Cyber Incident Victim: Endurance International Group

On March 31, 2015, the Syrian Electronic Army (SEA), a pro-Assad hacker group, publicly claimed responsibility for compromising the control systems of five web hosting services under the Endurance International Group: Bluehost, Justhost, HostGator, Fastdomain, and Hostmonster. The attackers alleged these companies supported terrorist websites, specifically citing Islam-Army.com—a site registered through Fastdomain and hosted on Bluehost servers—as an example of prohibited content. The SEA breached administrative control panels, enabling potential widespread disruption, though the full extent of operational damage remained unconfirmed. Concurrently, the group hijacked Bluehost’s official Twitter account, posting messages aligned with their claims before Endurance Group regained control hours later. The hackers published screenshots of compromised hosting dashboards as proof of access and threatened future attacks involving DNS manipulation to take all hosted websites offline.

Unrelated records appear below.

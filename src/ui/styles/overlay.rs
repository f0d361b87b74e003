// SPDX-License-Identifier: MPL-2.0
//! Overlay styles for the modal backdrop.

use iced::widget::container;
use iced::{Background, Color, Theme};

/// Dimming layer drawn between the base screen and a modal surface.
pub fn backdrop(color: Color) -> impl Fn(&Theme) -> container::Style {
    move |_theme: &Theme| container::Style {
        background: Some(Background::Color(color)),
        ..container::Style::default()
    }
}
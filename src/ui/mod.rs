// SPDX-License-Identifier: MPL-2.0
//! User interface components and state management.
//!
//! This module organizes all UI-related code following a component-based
//! architecture with the Elm-style "state down, messages up" pattern.
//!
//! # Screens
//!
//! - [`demo`] - Demo screens driving the toast command API
//!
//! # Shared Infrastructure
//!
//! - [`toast`] - Toast hosts, router, and command API
//! - [`sheet`] - Modal presentation surface (bottom sheet / card)
//! - [`styles`] - Centralized styling (buttons, containers, overlays)
//! - [`design_tokens`] - Design system constants (colors, spacing, sizing)

pub mod demo;
pub mod design_tokens;
pub mod sheet;
pub mod styles;
pub mod toast;
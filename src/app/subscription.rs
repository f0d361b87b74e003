// SPDX-License-Identifier: MPL-2.0
//! Event subscriptions for the application.

use super::Message;
use crate::ui::sheet;
use crate::ui::toast::Hub;
use iced::{event, mouse, time, Subscription};
use std::time::Duration;

/// Creates the periodic tick subscription.
///
/// Animation frames need a fast cadence; parked deliveries and auto-hide
/// timers only need a coarse one. With no toast activity at all there is
/// no subscription.
pub fn create_tick_subscription(hub: &Hub) -> Subscription<Message> {
    if hub.is_animating() {
        time::every(Duration::from_millis(16)).map(Message::Tick)
    } else if hub.has_activity() {
        time::every(Duration::from_millis(100)).map(Message::Tick)
    } else {
        Subscription::none()
    }
}

/// Routes raw pointer events to the sheet while it is visible, so an
/// in-flight drag keeps tracking after the cursor leaves the panel and a
/// release anywhere ends it.
pub fn create_event_subscription(sheet_visible: bool) -> Subscription<Message> {
    if !sheet_visible {
        return Subscription::none();
    }

    event::listen_with(|event, _status, _window_id| match event {
        iced::Event::Mouse(mouse::Event::CursorMoved { position }) => {
            Some(Message::Sheet(sheet::Event::PointerMoved(position)))
        }
        iced::Event::Mouse(mouse::Event::ButtonReleased(mouse::Button::Left)) => {
            Some(Message::Sheet(sheet::Event::GrabReleased))
        }
        _ => None,
    })
}
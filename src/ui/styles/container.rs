// SPDX-License-Identifier: MPL-2.0
//! Container styles for the modal surfaces.

use crate::ui::design_tokens::shadow;
use iced::widget::container;
use iced::{Background, Border, Color, Theme};

/// Panel of the bottom sheet: rounded top corners only, so the sheet
/// reads as anchored to the window edge.
pub fn sheet(corner_radius: f32, background: Color) -> impl Fn(&Theme) -> container::Style {
    move |_theme: &Theme| container::Style {
        background: Some(Background::Color(background)),
        border: Border {
            color: Color::TRANSPARENT,
            width: 0.0,
            radius: iced::border::Radius {
                top_left: corner_radius,
                top_right: corner_radius,
                bottom_left: 0.0,
                bottom_right: 0.0,
            },
        },
        shadow: shadow::MD,
        ..container::Style::default()
    }
}

/// Centered card variant of the modal surface: all corners rounded.
pub fn card(corner_radius: f32, background: Color) -> impl Fn(&Theme) -> container::Style {
    move |_theme: &Theme| container::Style {
        background: Some(Background::Color(background)),
        border: Border {
            color: Color::TRANSPARENT,
            width: 0.0,
            radius: corner_radius.into(),
        },
        shadow: shadow::MD,
        ..container::Style::default()
    }
}
// SPDX-License-Identifier: MPL-2.0
//! Default values for toast presentation settings.

/// How long a toast stays visible before auto-hiding, in milliseconds.
pub const DEFAULT_VISIBILITY_TIME_MS: u64 = 3500;

/// Extra space kept between a bottom-anchored toast and the window edge,
/// reserved for an on-screen keyboard.
pub const DEFAULT_KEYBOARD_OFFSET: f32 = 12.0;
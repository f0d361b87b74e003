// SPDX-License-Identifier: MPL-2.0
//! Modal presentation surface.
//!
//! A sheet is shown and hidden by a boolean its owner keeps; this module
//! only tracks the swipe gesture. Dismissal is reported as an [`Action`]
//! and the owner is responsible for flipping its flag and unmounting the
//! sheet's toast host in the same update.
//!
//! Swipe-to-dismiss follows the gesture instead of playing a canned
//! transition: the drag drives a continuous progress value
//! (0 = open, 1 = dismissed) computed from raw pointer deltas, and
//! release snaps to the nearest end.

use crate::ui::design_tokens::{opacity, palette, radius, sizing, spacing};
use crate::ui::styles;
use iced::widget::{mouse_area, text, Container};
use iced::{alignment, Color, Element, Length, Point};

/// Drag distance (logical px) mapping to full dismissal progress.
const DISMISS_DISTANCE: f32 = sizing::SHEET_HEIGHT;

/// Progress beyond which a released drag dismisses instead of snapping
/// back open.
const SNAP_THRESHOLD: f32 = 0.5;

/// Events flowing into the sheet from widgets and raw pointer routing.
#[derive(Debug, Clone)]
pub enum Event {
    /// Pointer pressed on the sheet panel (drag start candidate).
    GrabPressed,
    /// Raw pointer movement while the sheet is visible.
    PointerMoved(Point),
    /// Pointer released anywhere while the sheet is visible.
    GrabReleased,
    /// The backdrop outside the sheet was pressed.
    BackdropPressed,
}

/// Outcome of handling an [`Event`], surfaced to the owner.
#[derive(Debug, Clone, Copy, PartialEq, Eq)]
pub enum Action {
    None,
    /// The sheet finished its dismiss path.
    Dismiss,
}

/// Visual and behavioral props, owned by the caller.
#[derive(Debug, Clone)]
pub struct Props {
    pub style: SheetStyle,
    /// Uniform content padding inside the panel.
    pub default_padding: bool,
    pub border_radius: f32,
    pub background_color: Color,
    pub backdrop_color: Color,
    /// Enabled exactly when the owner handles [`Action::Dismiss`].
    pub swipe_to_dismiss: bool,
}

impl Default for Props {
    fn default() -> Self {
        Self {
            style: SheetStyle::Bottom,
            default_padding: true,
            border_radius: radius::SHEET,
            background_color: palette::WHITE,
            backdrop_color: Color {
                a: opacity::BACKDROP,
                ..palette::BLACK
            },
            swipe_to_dismiss: true,
        }
    }
}

/// Placement of the modal surface.
#[derive(Debug, Clone, Copy, PartialEq, Eq, Default)]
pub enum SheetStyle {
    /// Sheet anchored to the bottom of the viewport.
    #[default]
    Bottom,
    /// Centered card, for dialogs that should float.
    CenteredCard,
}

#[derive(Debug, Clone, Copy)]
struct Drag {
    grab_y: f32,
}

/// Gesture state of the sheet. Visibility itself lives with the owner.
#[derive(Debug, Default)]
pub struct State {
    cursor_y: f32,
    drag: Option<Drag>,
    progress: f32,
}

impl State {
    #[must_use]
    pub fn new() -> Self {
        Self::default()
    }

    /// Continuous dismissal progress: 0 = fully open, 1 = dismissed.
    #[must_use]
    pub fn progress(&self) -> f32 {
        self.progress
    }

    #[must_use]
    pub fn is_dragging(&self) -> bool {
        self.drag.is_some()
    }

    pub fn update(&mut self, event: Event, swipe_enabled: bool) -> Action {
        match event {
            Event::GrabPressed => {
                if swipe_enabled {
                    self.drag = Some(Drag {
                        grab_y: self.cursor_y,
                    });
                }
                Action::None
            }
            Event::PointerMoved(position) => {
                self.cursor_y = position.y;
                if let Some(drag) = self.drag {
                    // Only downward movement counts toward dismissal.
                    self.progress = ((position.y - drag.grab_y) / DISMISS_DISTANCE).clamp(0.0, 1.0);
                }
                Action::None
            }
            Event::GrabReleased => {
                if self.drag.take().is_some() {
                    if self.progress > SNAP_THRESHOLD {
                        self.reset();
                        return Action::Dismiss;
                    }
                    self.progress = 0.0;
                }
                Action::None
            }
            Event::BackdropPressed => {
                self.reset();
                Action::Dismiss
            }
        }
    }

    fn reset(&mut self) {
        self.drag = None;
        self.progress = 0.0;
    }
}

/// Renders the dimming layer behind the sheet. Pressing it dismisses.
pub fn backdrop<'a, M: Clone + 'a>(props: &Props, on_event: impl Fn(Event) -> M) -> Element<'a, M> {
    let surface = Container::new(text(""))
        .width(Length::Fill)
        .height(Length::Fill)
        .style(styles::overlay::backdrop(props.backdrop_color));

    mouse_area(surface)
        .on_press(on_event(Event::BackdropPressed))
        .into()
}

/// Renders the modal chrome around `content` (already mapped into the
/// caller's message type).
///
/// While a drag is in flight the panel is pushed off the bottom edge by
/// the gesture's progress, clipping what has left the viewport.
pub fn view<'a, M: Clone + 'a>(
    state: &State,
    props: &Props,
    content: Element<'a, M>,
    on_event: impl Fn(Event) -> M,
) -> Element<'a, M> {
    let padding = if props.default_padding {
        spacing::MD
    } else {
        0.0
    };
    let body = Container::new(content).padding(padding).width(Length::Fill);

    match props.style {
        SheetStyle::Bottom => {
            let panel = Container::new(body)
                .width(Length::Fill)
                .height(Length::Fixed(sizing::SHEET_HEIGHT))
                .style(styles::container::sheet(
                    props.border_radius,
                    props.background_color,
                ));

            let panel: Element<'a, M> = if props.swipe_to_dismiss {
                mouse_area(panel)
                    .on_press(on_event(Event::GrabPressed))
                    .into()
            } else {
                panel.into()
            };

            let offset = state.progress() * sizing::SHEET_HEIGHT;
            let visible_height = (sizing::SHEET_HEIGHT - offset).max(0.0);
            let clipped = Container::new(panel)
                .width(Length::Fill)
                .height(Length::Fixed(visible_height))
                .align_y(alignment::Vertical::Top)
                .clip(true);

            Container::new(clipped)
                .width(Length::Fill)
                .height(Length::Fill)
                .align_y(alignment::Vertical::Bottom)
                .into()
        }
        SheetStyle::CenteredCard => {
            let panel = Container::new(body)
                .width(Length::Fixed(sizing::CARD_WIDTH))
                .style(styles::container::card(
                    props.border_radius,
                    props.background_color,
                ));

            Container::new(panel)
                .width(Length::Fill)
                .height(Length::Fill)
                .align_x(alignment::Horizontal::Center)
                .align_y(alignment::Vertical::Center)
                .into()
        }
    }
}

#[cfg(test)]
mod tests {
    use super::*;

    fn moved(y: f32) -> Event {
        Event::PointerMoved(Point::new(0.0, y))
    }

    #[test]
    fn new_state_is_open() {
        let state = State::new();
        assert_eq!(state.progress(), 0.0);
        assert!(!state.is_dragging());
    }

    #[test]
    fn drag_tracks_pointer_deltas() {
        let mut state = State::new();
        state.update(moved(100.0), true);
        state.update(Event::GrabPressed, true);
        assert!(state.is_dragging());

        state.update(moved(100.0 + DISMISS_DISTANCE / 2.0), true);
        assert!((state.progress() - 0.5).abs() < f32::EPSILON);
    }

    #[test]
    fn upward_movement_does_not_dismiss() {
        let mut state = State::new();
        state.update(moved(200.0), true);
        state.update(Event::GrabPressed, true);
        state.update(moved(50.0), true);
        assert_eq!(state.progress(), 0.0);
    }

    #[test]
    fn release_below_threshold_snaps_back_open() {
        let mut state = State::new();
        state.update(moved(100.0), true);
        state.update(Event::GrabPressed, true);
        state.update(moved(100.0 + DISMISS_DISTANCE * 0.3), true);

        let action = state.update(Event::GrabReleased, true);
        assert_eq!(action, Action::None);
        assert_eq!(state.progress(), 0.0);
        assert!(!state.is_dragging());
    }

    #[test]
    fn release_past_threshold_dismisses() {
        let mut state = State::new();
        state.update(moved(100.0), true);
        state.update(Event::GrabPressed, true);
        state.update(moved(100.0 + DISMISS_DISTANCE * 0.8), true);

        let action = state.update(Event::GrabReleased, true);
        assert_eq!(action, Action::Dismiss);
        assert_eq!(state.progress(), 0.0);
    }

    #[test]
    fn grab_ignored_when_swipe_disabled() {
        let mut state = State::new();
        state.update(moved(100.0), false);
        state.update(Event::GrabPressed, false);
        assert!(!state.is_dragging());

        state.update(moved(300.0), false);
        assert_eq!(state.progress(), 0.0);
    }

    #[test]
    fn backdrop_press_dismisses() {
        let mut state = State::new();
        assert_eq!(state.update(Event::BackdropPressed, true), Action::Dismiss);
    }

    #[test]
    fn release_without_drag_is_noop() {
        let mut state = State::new();
        assert_eq!(state.update(Event::GrabReleased, true), Action::None);
    }

    #[test]
    fn bottom_sheet_view_builds() {
        let state = State::new();
        let props = Props::default();
        let _element = view(&state, &props, text("content").into(), |event| event);
        let _backdrop = backdrop(&props, |event| event);
    }

    #[test]
    fn centered_card_view_builds() {
        let state = State::new();
        let props = Props {
            style: SheetStyle::CenteredCard,
            swipe_to_dismiss: false,
            ..Props::default()
        };
        let _element = view(&state, &props, text("content").into(), |event| event);
    }
}
// SPDX-License-Identifier: MPL-2.0
//! Centralized button styles.

use crate::ui::design_tokens::{
    opacity,
    palette::{self, WHITE},
    radius, shadow,
};
use iced::widget::button;
use iced::{Background, Border, Color, Theme};

/// Primary action button (the demo list buttons).
pub fn primary(_theme: &Theme, status: button::Status) -> button::Style {
    match status {
        button::Status::Active | button::Status::Pressed => button::Style {
            background: Some(Background::Color(palette::PRIMARY_500)),
            text_color: WHITE,
            border: Border {
                color: palette::PRIMARY_600,
                width: 1.0,
                radius: radius::SM.into(),
            },
            shadow: shadow::SM,
            snap: true,
        },
        button::Status::Hovered => button::Style {
            background: Some(Background::Color(palette::PRIMARY_400)),
            text_color: WHITE,
            border: Border {
                color: palette::PRIMARY_500,
                width: 1.0,
                radius: radius::SM.into(),
            },
            shadow: shadow::MD,
            snap: true,
        },
        button::Status::Disabled => button::Style {
            background: Some(Background::Color(palette::GRAY_200)),
            text_color: palette::GRAY_400,
            border: Border {
                color: palette::GRAY_400,
                width: 1.0,
                radius: radius::SM.into(),
            },
            shadow: shadow::NONE,
            snap: true,
        },
    }
}

/// Borderless text button used for close affordances on light surfaces.
pub fn plain(theme: &Theme, status: button::Status) -> button::Style {
    let text = theme.palette().text;

    match status {
        button::Status::Hovered | button::Status::Pressed => button::Style {
            background: Some(Background::Color(Color {
                a: opacity::OVERLAY_SUBTLE,
                ..palette::GRAY_400
            })),
            text_color: text,
            border: Border {
                radius: radius::SM.into(),
                ..Border::default()
            },
            shadow: shadow::NONE,
            snap: true,
        },
        _ => button::Style {
            background: None,
            text_color: text,
            border: Border::default(),
            shadow: shadow::NONE,
            snap: true,
        },
    }
}
// SPDX-License-Identifier: MPL-2.0
use std::fmt;

#[derive(Debug, Clone)]
pub enum Error {
    Io(String),
    Config(String),
}

impl fmt::Display for Error {
    fn fmt(&self, f: &mut fmt::Formatter<'_>) -> fmt::Result {
        match self {
            Error::Io(e) => write!(f, "I/O Error: {}", e),
            Error::Config(e) => write!(f, "Config Error: {}", e),
        }
    }
}

impl From<std::io::Error> for Error {
    fn from(err: std::io::Error) -> Self {
        Error::Io(err.to_string())
    }
}

impl From<toml::de::Error> for Error {
    fn from(err: toml::de::Error) -> Self {
        Error::Config(err.to_string())
    }
}

impl From<toml::ser::Error> for Error {
    fn from(err: toml::ser::Error) -> Self {
        Error::Config(err.to_string())
    }
}

pub type Result<T> = std::result::Result<T, Error>;

#[cfg(test)]
mod tests {
    use super::*;

    #[test]
    fn display_formats_io_error() {
        let err = Error::Io("disk failure".to_string());
        assert_eq!(format!("{}", err), "I/O Error: disk failure");
    }

    #[test]
    fn from_io_error_produces_io_variant() {
        let io_error = std::io::Error::other("boom");
        let err: Error = io_error.into();
        match err {
            Error::Io(message) => assert!(message.contains("boom")),
            _ => panic!("expected Io variant"),
        }
    }

    #[test]
    fn config_error_formats_properly() {
        let err = Error::Config("bad field".into());
        assert_eq!(format!("{}", err), "Config Error: bad field");
    }

    #[test]
    fn from_toml_error_produces_config_variant() {
        let toml_error = toml::from_str::<toml::Value>("not = = valid").unwrap_err();
        let err: Error = toml_error.into();
        assert!(matches!(err, Error::Config(_)));
    }
}
// SPDX-License-Identifier: MPL-2.0
//! Design tokens centralizing the visual constants used across the UI.
//!
//! Organized by concern: palette, opacity, spacing (8px grid), sizing,
//! typography, border, radius, and shadow. Keep ratios consistent when
//! modifying (e.g. `MD = XS * 2`).

use iced::Color;

// ============================================================================
// Color Palette
// ============================================================================

pub mod palette {
    use super::Color;

    // Grayscale
    pub const BLACK: Color = Color::BLACK;
    pub const WHITE: Color = Color::WHITE;
    pub const GRAY_700: Color = Color::from_rgb(0.3, 0.3, 0.3);
    pub const GRAY_400: Color = Color::from_rgb(0.4, 0.4, 0.4);
    pub const GRAY_200: Color = Color::from_rgb(0.75, 0.75, 0.75);
    pub const GRAY_100: Color = Color::from_rgb(0.85, 0.85, 0.85);

    // Brand colors (blue scale)
    pub const PRIMARY_400: Color = Color::from_rgb(0.4, 0.7, 1.0);
    pub const PRIMARY_500: Color = Color::from_rgb(0.3, 0.6, 0.9);
    pub const PRIMARY_600: Color = Color::from_rgb(0.2, 0.5, 0.8);

    // Semantic colors
    pub const ERROR_500: Color = Color::from_rgb(0.898, 0.224, 0.208);

    /// Neutral toast card background (the `default` kind).
    pub const NEUTRAL_600: Color = Color::from_rgb(0.45, 0.45, 0.47);
}

// ============================================================================
// Opacity Scale
// ============================================================================

pub mod opacity {
    pub const TRANSPARENT: f32 = 0.0;
    pub const OVERLAY_SUBTLE: f32 = 0.2;
    pub const BACKDROP: f32 = 0.3;
    pub const OVERLAY_MEDIUM: f32 = 0.5;
    /// Secondary toast text against the card background.
    pub const TEXT_SECONDARY: f32 = 0.68;
    pub const OPAQUE: f32 = 1.0;
}

// ============================================================================
// Spacing Scale (8px baseline grid)
// ============================================================================

pub mod spacing {
    pub const XXS: f32 = 4.0; // 0.5 unit
    pub const XS: f32 = 8.0; // 1 unit
    pub const SM: f32 = 12.0; // 1.5 units
    pub const MD: f32 = 16.0; // 2 units
    pub const LG: f32 = 24.0; // 3 units
    pub const XL: f32 = 32.0; // 4 units
}

// ============================================================================
// Sizing Scale
// ============================================================================

pub mod sizing {
    // Icon sizes
    pub const ICON_SM: f32 = 16.0;
    pub const ICON_MD: f32 = 24.0;

    // Toast card metrics
    pub const TOAST_WIDTH: f32 = 340.0;
    pub const TOAST_MIN_HEIGHT: f32 = 50.0;
    /// Hit area of the toast close affordance.
    pub const TOAST_CLOSE_BUTTON: f32 = 30.0;

    // Modal surfaces
    pub const SHEET_HEIGHT: f32 = 280.0;
    pub const CARD_WIDTH: f32 = 340.0;
}

// ============================================================================
// Typography Scale
// ============================================================================

pub mod typography {
    /// Medium title - prominent labels, modal headers
    pub const TITLE_MD: f32 = 20.0;

    /// Standard body - most UI text, labels, toast titles
    pub const BODY: f32 = 14.0;

    /// Small body - toast subtitles, hints
    pub const BODY_SM: f32 = 13.0;

    /// Caption - counters, small info
    pub const CAPTION: f32 = 12.0;
}

// ============================================================================
// Border Radius Scale
// ============================================================================

pub mod radius {
    pub const SM: f32 = 4.0;
    pub const MD: f32 = 8.0;
    /// Toast card corners.
    pub const TOAST: f32 = 16.0;
    /// Top corners of the bottom sheet.
    pub const SHEET: f32 = 20.0;
    pub const FULL: f32 = 9999.0; // Pill shape
}

// ============================================================================
// Shadow Definitions
// ============================================================================

pub mod shadow {
    use super::palette;
    use iced::{Shadow, Vector};

    pub const NONE: Shadow = Shadow {
        color: palette::BLACK,
        offset: Vector::ZERO,
        blur_radius: 0.0,
    };

    pub const SM: Shadow = Shadow {
        color: palette::BLACK,
        offset: Vector { x: 0.0, y: 2.0 },
        blur_radius: 4.0,
    };

    /// Toast card elevation.
    pub const MD: Shadow = Shadow {
        color: palette::BLACK,
        offset: Vector { x: 0.0, y: 5.0 },
        blur_radius: 10.0,
    };
}

// ============================================================================
// Compile-time Validation
// ============================================================================

const _: () = {
    // Spacing validation
    assert!(spacing::XS > 0.0);
    assert!(spacing::SM > spacing::XS);
    assert!(spacing::MD > spacing::SM);
    assert!(spacing::LG > spacing::MD);

    // Opacity validation
    assert!(opacity::TRANSPARENT == 0.0);
    assert!(opacity::OPAQUE == 1.0);
    assert!(opacity::TEXT_SECONDARY > opacity::OVERLAY_MEDIUM);

    // Sizing validation
    assert!(sizing::TOAST_WIDTH > sizing::TOAST_CLOSE_BUTTON);
    assert!(sizing::TOAST_MIN_HEIGHT > sizing::TOAST_CLOSE_BUTTON);

    // Typography validation
    assert!(typography::TITLE_MD > typography::BODY);
    assert!(typography::BODY > typography::BODY_SM);
    assert!(typography::BODY_SM > typography::CAPTION);
};

#[cfg(test)]
mod tests {
    use super::*;

    #[test]
    fn spacing_scale_is_consistent() {
        assert_eq!(spacing::MD, spacing::XS * 2.0);
        assert_eq!(spacing::LG, spacing::MD * 1.5);
    }

    #[test]
    fn toast_radius_is_between_md_and_sheet() {
        assert!(radius::TOAST > radius::MD);
        assert!(radius::SHEET > radius::TOAST);
    }
}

Endurance Group acknowledged the Twitter compromise in a statement, classifying it as “cybervandalism” and confirming account recovery within hours. The company emphasized ongoing investigations and implementation of “appropriate security measures” to safeguard its platforms but did not disclose technical details about the control system breaches or confirm data or service impacts. None of the affected hosting brands commented publicly via their Twitter channels following the incident. The SEA reiterated its intent to target infrastructure supporting perceived terrorist entities while denying financial ties to the Assad regime. Islam-Army.com became inaccessible post-attack, though archived copies reflected the SEA’s defacement message. No further disruptions to Endurance Group’s services or additional DNS changes were verified at the time of reporting.